*GIVEN DATA:*
---------------
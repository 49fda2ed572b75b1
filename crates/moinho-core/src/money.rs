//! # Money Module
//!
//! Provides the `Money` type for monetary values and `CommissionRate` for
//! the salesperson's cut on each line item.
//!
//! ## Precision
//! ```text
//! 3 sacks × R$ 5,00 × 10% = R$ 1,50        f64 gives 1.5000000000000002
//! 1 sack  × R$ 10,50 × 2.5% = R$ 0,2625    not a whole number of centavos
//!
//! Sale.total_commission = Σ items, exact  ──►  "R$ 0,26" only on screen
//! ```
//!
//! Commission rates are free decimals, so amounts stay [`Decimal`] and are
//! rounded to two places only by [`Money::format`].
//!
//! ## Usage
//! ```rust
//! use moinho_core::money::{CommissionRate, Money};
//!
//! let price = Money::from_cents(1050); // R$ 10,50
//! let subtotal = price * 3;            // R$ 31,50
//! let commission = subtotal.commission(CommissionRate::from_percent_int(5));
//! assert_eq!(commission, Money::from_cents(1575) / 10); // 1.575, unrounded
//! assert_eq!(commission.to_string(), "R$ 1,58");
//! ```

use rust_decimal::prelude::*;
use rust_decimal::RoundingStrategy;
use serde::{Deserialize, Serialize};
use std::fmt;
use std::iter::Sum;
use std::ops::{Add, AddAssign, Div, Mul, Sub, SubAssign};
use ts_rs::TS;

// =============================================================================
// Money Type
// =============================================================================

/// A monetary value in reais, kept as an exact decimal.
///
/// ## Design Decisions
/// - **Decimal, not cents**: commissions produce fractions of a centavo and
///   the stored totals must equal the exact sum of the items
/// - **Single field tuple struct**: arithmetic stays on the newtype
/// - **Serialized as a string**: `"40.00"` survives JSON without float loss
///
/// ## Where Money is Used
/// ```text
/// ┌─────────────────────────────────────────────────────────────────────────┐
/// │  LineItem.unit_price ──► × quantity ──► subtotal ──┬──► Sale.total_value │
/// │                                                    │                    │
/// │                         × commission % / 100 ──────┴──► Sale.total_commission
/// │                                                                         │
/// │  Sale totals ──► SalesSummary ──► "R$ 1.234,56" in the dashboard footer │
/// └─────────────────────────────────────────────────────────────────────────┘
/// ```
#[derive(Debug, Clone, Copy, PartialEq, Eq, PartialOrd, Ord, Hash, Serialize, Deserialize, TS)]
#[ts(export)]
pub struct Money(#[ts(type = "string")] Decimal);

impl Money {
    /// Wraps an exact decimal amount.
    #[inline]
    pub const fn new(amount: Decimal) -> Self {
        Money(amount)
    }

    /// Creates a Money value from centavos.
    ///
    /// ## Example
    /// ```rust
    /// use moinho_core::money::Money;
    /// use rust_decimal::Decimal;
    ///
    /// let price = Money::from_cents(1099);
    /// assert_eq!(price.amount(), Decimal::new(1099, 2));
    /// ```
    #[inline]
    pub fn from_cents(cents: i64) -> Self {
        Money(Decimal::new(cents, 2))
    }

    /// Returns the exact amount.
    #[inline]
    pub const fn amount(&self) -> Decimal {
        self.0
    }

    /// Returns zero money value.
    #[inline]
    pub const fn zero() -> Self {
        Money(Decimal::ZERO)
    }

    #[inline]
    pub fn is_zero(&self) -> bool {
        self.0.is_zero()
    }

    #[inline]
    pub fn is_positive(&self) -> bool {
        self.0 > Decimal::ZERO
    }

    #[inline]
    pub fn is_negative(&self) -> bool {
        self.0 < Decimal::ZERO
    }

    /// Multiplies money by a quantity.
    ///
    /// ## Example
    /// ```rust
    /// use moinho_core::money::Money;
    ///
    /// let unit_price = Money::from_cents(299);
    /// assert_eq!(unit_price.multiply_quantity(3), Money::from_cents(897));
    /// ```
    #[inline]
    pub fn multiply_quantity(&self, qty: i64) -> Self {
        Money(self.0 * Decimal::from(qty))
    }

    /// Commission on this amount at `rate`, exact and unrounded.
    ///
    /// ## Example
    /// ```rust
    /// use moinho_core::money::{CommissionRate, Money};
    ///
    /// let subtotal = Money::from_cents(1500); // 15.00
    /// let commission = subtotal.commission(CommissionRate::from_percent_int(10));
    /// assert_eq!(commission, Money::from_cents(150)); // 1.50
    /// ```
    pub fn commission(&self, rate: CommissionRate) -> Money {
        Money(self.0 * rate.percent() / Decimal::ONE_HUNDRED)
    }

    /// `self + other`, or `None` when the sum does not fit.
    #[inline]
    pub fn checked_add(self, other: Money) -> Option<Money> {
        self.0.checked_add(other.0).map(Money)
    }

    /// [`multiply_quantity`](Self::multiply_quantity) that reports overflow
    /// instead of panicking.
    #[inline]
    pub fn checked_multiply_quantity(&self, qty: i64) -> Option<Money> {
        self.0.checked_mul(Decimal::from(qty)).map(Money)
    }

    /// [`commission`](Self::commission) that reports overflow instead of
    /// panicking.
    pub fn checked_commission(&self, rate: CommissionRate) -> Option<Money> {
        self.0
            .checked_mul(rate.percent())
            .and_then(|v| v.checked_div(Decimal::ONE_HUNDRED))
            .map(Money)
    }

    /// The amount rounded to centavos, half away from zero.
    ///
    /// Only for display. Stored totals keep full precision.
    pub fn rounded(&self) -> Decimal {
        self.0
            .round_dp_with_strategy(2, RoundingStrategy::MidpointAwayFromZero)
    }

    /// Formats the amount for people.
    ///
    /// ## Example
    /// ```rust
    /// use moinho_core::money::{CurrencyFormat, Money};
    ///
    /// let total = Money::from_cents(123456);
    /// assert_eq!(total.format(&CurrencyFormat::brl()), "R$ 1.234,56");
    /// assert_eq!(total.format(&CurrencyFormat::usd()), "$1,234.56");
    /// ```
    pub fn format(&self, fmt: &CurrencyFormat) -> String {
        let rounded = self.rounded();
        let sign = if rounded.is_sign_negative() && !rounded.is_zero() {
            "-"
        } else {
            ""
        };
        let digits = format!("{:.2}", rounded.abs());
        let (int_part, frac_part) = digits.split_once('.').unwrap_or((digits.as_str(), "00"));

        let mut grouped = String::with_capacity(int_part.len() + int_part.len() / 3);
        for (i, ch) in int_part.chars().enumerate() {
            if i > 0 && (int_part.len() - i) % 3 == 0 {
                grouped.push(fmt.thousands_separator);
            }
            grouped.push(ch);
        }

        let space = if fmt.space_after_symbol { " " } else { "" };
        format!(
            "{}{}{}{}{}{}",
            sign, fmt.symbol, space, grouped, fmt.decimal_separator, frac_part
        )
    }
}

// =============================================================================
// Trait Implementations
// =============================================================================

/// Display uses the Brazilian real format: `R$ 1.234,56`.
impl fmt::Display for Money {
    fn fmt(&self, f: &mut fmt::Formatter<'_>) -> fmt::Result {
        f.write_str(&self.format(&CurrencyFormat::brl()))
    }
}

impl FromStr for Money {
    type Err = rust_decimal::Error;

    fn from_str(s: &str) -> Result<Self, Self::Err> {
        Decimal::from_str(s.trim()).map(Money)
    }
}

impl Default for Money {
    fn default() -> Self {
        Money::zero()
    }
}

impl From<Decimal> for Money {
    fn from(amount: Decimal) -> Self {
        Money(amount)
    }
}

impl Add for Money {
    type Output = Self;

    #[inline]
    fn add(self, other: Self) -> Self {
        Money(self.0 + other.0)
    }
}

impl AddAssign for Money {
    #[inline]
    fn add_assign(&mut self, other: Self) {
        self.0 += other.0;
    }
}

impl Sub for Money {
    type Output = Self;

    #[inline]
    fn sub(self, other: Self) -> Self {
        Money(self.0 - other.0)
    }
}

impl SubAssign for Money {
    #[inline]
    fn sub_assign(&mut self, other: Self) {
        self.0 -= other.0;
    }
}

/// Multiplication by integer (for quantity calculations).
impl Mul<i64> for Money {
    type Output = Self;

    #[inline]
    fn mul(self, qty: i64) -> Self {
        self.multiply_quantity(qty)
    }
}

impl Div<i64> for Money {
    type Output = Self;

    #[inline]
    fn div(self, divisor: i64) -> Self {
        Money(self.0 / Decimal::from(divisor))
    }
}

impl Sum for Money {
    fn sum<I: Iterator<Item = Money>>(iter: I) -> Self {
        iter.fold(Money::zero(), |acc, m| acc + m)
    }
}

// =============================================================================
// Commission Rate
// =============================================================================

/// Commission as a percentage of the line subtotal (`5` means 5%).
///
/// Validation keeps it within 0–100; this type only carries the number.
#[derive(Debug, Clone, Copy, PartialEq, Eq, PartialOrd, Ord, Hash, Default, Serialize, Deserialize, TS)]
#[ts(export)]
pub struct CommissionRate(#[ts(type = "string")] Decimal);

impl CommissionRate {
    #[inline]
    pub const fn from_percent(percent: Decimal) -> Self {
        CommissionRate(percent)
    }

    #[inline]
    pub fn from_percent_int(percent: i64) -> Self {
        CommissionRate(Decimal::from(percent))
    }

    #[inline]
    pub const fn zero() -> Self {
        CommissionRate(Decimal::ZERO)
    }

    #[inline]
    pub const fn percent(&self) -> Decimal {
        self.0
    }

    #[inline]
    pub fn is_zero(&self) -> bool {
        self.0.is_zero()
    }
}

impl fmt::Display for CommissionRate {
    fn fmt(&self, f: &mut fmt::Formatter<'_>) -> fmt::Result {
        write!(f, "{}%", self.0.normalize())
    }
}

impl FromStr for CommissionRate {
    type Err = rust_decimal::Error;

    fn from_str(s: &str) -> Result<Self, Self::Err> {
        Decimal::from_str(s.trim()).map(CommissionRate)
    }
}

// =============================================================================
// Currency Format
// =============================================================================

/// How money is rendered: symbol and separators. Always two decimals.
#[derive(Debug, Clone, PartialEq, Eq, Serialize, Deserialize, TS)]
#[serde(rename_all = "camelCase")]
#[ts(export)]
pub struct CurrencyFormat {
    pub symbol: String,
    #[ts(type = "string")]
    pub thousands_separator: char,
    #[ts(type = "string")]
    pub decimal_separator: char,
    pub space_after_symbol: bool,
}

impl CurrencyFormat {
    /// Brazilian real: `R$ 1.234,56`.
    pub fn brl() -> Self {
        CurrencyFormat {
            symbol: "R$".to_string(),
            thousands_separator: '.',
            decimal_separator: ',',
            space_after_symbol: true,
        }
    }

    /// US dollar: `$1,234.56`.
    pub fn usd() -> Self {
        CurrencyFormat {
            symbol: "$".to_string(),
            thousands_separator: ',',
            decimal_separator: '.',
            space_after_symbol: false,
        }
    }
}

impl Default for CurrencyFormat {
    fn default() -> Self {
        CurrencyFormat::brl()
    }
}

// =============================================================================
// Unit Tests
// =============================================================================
---------------
Scan the entries above and return each line that holds "const".

*SOLUTION TO THIS PROBLEM:*
    pub const fn new(amount: Decimal) -> Self {
    pub const fn amount(&self) -> Decimal {
    pub const fn zero() -> Self {
    pub const fn from_percent(percent: Decimal) -> Self {
    pub const fn zero() -> Self {
    pub const fn percent(&self) -> Decimal {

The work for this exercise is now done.